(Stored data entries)
================================
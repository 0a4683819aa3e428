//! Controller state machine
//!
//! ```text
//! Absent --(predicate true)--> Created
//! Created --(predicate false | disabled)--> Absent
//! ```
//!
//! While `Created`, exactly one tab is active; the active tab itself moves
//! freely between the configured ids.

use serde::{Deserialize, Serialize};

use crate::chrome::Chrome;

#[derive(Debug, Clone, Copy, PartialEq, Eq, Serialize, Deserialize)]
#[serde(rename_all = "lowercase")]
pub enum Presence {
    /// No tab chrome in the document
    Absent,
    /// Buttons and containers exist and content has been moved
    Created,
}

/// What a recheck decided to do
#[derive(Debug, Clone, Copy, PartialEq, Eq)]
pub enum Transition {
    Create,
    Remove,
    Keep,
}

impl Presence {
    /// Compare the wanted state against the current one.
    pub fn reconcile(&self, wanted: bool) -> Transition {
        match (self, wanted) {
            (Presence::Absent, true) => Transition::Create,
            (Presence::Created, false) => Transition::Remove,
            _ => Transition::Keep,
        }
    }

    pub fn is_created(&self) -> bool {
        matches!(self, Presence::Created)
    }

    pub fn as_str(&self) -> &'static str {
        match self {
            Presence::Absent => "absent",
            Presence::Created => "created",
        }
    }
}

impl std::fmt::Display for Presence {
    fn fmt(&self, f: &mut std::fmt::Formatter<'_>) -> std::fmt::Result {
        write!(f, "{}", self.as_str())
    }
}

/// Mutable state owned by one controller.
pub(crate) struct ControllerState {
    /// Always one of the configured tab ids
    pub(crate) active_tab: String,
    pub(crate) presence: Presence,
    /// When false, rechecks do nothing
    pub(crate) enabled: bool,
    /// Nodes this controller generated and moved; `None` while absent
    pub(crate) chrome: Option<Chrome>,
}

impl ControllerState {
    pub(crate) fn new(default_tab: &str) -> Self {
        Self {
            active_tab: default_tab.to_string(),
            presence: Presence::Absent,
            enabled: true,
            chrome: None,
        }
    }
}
================================
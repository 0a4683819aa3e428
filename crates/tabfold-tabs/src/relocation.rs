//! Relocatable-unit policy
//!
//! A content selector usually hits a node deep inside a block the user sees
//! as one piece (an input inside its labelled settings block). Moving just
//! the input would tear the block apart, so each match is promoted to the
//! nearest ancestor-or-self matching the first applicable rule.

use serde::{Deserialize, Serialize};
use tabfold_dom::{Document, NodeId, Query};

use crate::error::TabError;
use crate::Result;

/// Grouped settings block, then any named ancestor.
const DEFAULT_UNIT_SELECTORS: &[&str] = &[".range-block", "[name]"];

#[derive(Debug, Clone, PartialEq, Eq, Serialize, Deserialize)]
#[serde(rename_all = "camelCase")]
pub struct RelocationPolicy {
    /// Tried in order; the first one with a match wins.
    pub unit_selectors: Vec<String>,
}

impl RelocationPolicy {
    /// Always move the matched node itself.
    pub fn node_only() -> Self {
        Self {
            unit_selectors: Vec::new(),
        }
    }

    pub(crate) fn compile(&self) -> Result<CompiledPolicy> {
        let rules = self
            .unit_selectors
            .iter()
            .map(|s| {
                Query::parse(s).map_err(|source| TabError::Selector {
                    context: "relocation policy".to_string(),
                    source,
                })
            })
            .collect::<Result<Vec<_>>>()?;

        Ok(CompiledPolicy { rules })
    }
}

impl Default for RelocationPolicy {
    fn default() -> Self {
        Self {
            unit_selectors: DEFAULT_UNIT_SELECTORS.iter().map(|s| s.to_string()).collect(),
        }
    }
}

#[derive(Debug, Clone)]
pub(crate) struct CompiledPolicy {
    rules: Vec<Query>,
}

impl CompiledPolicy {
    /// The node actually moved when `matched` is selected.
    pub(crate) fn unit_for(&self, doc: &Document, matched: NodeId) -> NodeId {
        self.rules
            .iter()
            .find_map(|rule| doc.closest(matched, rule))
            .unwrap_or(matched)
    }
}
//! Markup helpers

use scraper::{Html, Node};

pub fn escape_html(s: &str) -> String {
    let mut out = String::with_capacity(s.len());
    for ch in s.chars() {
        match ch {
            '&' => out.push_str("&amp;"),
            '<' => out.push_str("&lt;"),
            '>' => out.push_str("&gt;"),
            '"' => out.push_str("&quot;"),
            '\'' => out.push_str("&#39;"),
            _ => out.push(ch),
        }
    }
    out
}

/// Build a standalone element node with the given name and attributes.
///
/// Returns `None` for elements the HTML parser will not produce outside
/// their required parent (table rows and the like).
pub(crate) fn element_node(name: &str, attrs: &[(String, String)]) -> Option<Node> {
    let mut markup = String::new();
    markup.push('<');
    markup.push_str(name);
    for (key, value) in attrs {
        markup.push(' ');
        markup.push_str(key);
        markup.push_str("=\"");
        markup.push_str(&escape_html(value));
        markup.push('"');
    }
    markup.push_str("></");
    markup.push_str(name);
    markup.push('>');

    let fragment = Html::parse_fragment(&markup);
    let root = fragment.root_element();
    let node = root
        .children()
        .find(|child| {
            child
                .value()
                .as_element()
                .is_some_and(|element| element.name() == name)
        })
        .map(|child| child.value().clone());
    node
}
================================
WORK REQUEST >>
In the entries above, work out how many lines contain the string "Debug", and give only that number.

RESPONSE TO THIS TASK >>
4